Filter the material, keeping only lines with the word "epoch".

══════════════════════════════

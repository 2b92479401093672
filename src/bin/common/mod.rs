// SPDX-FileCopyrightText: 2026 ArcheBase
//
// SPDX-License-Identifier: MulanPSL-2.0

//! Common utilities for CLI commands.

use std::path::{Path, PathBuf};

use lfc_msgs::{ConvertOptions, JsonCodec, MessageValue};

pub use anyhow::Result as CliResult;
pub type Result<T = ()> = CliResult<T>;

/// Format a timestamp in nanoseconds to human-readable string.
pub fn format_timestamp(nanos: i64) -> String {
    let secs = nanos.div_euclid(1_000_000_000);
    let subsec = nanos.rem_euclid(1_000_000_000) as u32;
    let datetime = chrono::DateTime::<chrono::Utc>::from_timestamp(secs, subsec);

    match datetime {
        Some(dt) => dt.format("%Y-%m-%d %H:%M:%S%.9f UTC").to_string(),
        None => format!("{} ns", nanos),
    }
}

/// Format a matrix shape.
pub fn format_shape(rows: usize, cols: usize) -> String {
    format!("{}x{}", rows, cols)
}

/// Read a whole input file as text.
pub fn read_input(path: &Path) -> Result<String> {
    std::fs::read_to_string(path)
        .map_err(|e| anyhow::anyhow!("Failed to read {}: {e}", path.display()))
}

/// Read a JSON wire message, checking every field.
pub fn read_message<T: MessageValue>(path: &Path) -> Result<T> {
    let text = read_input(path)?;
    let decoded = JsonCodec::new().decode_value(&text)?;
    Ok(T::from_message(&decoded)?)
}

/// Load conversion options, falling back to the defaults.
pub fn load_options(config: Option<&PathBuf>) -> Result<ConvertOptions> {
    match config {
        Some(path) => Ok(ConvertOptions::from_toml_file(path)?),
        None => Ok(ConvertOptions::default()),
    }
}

══════════════════════════════

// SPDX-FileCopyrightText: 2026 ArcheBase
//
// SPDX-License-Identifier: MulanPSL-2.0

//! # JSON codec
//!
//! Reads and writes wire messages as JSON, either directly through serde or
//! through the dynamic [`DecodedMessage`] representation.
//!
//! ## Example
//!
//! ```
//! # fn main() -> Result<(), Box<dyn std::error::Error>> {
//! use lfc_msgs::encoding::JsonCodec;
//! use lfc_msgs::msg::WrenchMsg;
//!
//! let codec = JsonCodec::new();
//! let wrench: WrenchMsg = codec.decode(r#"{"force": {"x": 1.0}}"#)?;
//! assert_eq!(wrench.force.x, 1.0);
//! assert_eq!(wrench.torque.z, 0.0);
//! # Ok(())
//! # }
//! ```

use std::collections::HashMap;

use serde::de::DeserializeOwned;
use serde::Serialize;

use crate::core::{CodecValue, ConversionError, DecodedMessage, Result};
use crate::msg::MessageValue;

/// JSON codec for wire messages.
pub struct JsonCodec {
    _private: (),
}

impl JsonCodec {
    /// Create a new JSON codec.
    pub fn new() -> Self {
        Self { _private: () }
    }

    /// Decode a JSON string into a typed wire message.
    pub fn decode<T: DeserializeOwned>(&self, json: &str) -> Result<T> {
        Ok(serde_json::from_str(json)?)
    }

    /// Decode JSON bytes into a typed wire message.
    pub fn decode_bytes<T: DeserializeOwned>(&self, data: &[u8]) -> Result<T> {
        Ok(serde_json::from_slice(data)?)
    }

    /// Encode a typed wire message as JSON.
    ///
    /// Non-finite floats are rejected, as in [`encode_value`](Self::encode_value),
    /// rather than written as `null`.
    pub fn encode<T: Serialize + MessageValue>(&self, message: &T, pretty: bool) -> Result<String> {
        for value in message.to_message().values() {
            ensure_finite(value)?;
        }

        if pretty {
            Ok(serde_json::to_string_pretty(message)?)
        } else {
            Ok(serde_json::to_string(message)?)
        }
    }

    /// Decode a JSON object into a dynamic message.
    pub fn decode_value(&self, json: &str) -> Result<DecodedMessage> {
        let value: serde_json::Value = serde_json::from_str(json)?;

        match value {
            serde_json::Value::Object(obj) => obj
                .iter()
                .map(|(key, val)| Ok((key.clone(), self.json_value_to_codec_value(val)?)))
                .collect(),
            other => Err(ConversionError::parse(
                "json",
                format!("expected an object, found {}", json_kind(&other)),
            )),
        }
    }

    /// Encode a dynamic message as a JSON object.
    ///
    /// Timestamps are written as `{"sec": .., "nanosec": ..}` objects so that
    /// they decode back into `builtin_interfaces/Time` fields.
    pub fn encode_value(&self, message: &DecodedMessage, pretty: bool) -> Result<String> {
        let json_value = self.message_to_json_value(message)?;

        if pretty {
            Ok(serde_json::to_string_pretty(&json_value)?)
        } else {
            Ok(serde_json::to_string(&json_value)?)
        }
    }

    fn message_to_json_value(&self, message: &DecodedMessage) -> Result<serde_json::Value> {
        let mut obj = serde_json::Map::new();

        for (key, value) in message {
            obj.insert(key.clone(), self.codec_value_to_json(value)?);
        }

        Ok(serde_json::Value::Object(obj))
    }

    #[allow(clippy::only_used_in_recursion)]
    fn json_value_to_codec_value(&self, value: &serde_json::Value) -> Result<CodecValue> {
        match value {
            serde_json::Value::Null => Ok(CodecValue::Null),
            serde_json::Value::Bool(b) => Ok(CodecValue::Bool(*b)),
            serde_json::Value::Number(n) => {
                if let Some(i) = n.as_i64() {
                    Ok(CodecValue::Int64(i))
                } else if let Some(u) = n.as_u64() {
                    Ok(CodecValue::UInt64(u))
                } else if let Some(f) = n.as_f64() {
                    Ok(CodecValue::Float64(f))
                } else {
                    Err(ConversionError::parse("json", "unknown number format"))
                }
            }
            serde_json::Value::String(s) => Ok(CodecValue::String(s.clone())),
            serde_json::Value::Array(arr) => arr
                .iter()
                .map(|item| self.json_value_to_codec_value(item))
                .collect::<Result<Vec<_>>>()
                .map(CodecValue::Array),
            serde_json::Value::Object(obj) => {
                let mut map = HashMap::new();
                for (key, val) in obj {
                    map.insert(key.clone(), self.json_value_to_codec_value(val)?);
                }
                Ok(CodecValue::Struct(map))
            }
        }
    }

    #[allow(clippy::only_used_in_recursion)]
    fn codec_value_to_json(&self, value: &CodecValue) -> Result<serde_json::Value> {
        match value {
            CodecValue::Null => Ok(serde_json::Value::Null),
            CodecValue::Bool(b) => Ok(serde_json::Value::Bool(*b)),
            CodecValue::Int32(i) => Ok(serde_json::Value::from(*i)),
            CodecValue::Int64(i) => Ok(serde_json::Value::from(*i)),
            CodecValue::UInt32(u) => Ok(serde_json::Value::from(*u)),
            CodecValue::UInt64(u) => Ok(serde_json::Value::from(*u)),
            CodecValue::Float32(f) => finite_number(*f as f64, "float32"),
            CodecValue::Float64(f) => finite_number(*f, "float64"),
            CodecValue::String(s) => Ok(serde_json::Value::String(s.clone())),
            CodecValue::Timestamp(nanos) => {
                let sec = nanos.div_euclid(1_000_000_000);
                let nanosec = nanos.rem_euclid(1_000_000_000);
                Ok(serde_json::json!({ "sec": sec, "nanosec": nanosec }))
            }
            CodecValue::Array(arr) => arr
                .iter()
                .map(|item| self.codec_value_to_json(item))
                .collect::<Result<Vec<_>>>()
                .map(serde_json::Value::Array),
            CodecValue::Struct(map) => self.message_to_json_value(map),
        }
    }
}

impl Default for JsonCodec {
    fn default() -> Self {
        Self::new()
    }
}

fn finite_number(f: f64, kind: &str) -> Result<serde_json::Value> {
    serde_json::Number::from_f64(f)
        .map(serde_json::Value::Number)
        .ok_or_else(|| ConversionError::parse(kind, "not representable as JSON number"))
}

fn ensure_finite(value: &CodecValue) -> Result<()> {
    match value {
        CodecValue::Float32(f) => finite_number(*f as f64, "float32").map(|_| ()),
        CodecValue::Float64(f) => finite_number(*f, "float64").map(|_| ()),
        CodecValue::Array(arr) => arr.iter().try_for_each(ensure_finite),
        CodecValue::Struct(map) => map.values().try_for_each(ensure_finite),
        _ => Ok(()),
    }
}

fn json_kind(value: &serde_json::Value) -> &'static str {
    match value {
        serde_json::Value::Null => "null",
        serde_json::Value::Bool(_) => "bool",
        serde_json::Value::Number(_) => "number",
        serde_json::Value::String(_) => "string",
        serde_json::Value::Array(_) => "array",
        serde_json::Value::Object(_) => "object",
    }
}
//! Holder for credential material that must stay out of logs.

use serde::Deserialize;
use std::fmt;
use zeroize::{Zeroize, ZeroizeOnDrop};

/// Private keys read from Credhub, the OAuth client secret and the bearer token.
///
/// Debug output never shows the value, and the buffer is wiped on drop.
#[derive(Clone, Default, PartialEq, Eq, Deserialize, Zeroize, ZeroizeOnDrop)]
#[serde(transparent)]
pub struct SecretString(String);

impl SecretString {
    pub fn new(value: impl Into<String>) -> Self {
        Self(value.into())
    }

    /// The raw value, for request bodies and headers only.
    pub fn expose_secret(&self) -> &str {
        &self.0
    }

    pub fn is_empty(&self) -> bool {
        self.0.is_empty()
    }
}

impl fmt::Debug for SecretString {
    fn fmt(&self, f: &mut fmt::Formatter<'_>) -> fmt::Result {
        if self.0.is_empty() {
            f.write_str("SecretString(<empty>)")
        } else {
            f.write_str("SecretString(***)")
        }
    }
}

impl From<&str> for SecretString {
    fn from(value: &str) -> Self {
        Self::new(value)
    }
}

══════════════════════════════

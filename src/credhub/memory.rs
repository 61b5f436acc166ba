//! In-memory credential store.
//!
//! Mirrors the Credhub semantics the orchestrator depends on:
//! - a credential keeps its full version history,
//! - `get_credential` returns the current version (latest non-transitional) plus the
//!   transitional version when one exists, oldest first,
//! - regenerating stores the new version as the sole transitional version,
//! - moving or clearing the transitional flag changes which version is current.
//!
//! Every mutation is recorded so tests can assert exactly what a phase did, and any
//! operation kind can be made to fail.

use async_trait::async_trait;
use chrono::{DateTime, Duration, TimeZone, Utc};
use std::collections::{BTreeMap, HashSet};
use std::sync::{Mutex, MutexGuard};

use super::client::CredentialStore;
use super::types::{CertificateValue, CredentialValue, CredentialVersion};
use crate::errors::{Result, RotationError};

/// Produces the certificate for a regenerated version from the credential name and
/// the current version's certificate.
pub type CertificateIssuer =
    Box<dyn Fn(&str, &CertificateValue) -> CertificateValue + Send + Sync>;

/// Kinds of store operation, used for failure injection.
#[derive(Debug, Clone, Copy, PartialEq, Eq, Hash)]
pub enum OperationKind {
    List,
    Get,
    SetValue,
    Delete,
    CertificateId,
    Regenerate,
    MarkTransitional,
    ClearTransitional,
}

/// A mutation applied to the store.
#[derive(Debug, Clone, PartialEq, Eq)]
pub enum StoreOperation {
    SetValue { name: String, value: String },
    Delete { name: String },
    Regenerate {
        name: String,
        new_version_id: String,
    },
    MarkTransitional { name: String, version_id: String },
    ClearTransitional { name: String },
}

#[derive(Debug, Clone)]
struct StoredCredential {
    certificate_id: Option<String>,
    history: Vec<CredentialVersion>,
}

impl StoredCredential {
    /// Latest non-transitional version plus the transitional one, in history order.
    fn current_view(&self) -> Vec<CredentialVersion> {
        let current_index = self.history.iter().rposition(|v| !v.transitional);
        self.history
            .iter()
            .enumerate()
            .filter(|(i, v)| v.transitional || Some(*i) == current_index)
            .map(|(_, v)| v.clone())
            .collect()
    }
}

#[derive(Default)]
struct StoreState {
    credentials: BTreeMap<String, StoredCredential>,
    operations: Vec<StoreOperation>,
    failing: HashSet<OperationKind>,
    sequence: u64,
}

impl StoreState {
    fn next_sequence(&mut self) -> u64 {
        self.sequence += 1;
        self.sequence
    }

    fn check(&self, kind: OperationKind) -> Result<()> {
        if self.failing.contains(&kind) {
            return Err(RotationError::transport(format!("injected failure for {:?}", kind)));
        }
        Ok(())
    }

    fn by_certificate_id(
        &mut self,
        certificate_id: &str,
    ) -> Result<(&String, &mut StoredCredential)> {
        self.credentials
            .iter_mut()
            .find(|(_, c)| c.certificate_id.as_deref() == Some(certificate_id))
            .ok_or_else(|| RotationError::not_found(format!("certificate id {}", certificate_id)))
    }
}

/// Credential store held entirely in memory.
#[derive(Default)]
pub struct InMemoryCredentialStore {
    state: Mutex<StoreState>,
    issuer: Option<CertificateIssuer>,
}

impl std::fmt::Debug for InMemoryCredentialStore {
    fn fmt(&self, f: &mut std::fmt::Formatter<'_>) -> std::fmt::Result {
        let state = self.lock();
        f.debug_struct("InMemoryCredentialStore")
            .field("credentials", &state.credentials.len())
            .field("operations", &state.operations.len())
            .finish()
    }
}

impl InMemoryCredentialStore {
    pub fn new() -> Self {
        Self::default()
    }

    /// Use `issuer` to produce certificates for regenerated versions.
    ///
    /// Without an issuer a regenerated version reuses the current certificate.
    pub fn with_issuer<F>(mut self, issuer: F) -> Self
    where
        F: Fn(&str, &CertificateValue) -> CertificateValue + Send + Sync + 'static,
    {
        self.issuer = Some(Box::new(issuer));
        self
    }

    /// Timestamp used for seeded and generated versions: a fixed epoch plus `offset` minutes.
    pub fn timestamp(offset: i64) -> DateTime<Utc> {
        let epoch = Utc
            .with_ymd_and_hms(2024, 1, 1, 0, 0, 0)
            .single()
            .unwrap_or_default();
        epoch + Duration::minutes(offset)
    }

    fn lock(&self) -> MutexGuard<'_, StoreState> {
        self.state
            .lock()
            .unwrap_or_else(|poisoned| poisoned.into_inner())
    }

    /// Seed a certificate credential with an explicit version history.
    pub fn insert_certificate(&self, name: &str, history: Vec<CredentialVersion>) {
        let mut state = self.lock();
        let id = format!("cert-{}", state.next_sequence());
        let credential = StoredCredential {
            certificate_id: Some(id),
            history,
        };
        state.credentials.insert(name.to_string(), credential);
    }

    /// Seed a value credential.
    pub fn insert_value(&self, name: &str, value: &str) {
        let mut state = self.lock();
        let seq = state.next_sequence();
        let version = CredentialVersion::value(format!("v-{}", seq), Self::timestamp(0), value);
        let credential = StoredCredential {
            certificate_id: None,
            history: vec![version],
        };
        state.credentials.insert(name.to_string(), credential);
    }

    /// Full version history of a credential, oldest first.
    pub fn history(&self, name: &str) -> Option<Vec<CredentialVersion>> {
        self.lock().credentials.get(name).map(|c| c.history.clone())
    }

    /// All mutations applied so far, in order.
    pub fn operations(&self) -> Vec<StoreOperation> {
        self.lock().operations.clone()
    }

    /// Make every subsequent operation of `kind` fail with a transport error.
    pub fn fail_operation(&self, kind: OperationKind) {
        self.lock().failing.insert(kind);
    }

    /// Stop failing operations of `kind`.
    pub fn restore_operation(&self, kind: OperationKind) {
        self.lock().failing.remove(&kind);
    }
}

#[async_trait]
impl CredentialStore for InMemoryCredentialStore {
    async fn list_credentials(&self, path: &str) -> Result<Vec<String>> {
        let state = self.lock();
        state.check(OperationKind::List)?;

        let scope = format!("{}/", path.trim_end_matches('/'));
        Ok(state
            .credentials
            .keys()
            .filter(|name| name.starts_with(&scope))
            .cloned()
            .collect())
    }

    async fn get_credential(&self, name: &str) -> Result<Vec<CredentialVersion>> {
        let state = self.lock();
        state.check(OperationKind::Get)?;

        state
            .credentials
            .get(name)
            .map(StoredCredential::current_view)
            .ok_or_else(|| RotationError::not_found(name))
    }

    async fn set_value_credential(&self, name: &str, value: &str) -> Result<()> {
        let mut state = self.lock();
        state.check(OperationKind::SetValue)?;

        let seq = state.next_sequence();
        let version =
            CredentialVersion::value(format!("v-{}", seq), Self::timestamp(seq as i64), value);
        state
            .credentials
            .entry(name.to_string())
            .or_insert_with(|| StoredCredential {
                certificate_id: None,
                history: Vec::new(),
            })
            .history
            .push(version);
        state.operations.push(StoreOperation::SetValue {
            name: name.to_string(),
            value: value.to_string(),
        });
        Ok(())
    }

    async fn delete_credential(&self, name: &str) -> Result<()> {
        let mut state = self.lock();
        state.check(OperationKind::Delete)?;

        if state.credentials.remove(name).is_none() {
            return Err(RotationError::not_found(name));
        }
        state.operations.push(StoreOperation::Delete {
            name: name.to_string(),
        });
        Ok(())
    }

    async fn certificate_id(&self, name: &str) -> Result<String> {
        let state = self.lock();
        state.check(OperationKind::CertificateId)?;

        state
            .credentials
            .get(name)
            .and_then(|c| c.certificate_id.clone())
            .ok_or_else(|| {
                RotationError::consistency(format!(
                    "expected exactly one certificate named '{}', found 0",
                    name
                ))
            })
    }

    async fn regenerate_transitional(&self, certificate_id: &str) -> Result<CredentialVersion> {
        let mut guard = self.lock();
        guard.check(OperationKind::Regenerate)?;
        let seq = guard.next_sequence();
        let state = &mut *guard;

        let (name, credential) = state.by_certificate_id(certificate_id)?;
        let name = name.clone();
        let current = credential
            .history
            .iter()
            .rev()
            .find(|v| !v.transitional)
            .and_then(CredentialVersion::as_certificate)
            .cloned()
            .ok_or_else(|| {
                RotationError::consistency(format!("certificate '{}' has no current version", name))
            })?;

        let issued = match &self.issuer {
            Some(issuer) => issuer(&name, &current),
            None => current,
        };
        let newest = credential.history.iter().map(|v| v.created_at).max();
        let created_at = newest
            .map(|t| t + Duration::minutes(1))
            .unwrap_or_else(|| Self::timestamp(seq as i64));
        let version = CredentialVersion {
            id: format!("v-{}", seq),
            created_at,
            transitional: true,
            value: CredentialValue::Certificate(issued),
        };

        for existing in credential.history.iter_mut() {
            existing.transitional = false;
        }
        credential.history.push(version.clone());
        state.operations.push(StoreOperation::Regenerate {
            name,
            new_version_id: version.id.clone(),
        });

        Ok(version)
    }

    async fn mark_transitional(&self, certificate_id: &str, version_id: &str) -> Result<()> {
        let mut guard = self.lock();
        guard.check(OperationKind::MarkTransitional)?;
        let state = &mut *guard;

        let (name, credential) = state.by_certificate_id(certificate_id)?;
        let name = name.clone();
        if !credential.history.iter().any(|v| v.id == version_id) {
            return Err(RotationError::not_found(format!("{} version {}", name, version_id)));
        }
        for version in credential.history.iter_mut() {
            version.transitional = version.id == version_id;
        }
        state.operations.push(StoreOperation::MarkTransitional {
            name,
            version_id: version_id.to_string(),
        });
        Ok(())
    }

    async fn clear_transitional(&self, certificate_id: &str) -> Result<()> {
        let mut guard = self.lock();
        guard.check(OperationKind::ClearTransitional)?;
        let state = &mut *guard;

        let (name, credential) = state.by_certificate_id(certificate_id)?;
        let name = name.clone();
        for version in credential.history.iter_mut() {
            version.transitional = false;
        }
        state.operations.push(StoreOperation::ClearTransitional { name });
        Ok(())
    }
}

══════════════════════════════

◆ RESPONSE FOR THIS EXERCISE ◆
    /// Timestamp used for seeded and generated versions: a fixed epoch plus `offset` minutes.
        let epoch = Utc
        epoch + Duration::minutes(offset)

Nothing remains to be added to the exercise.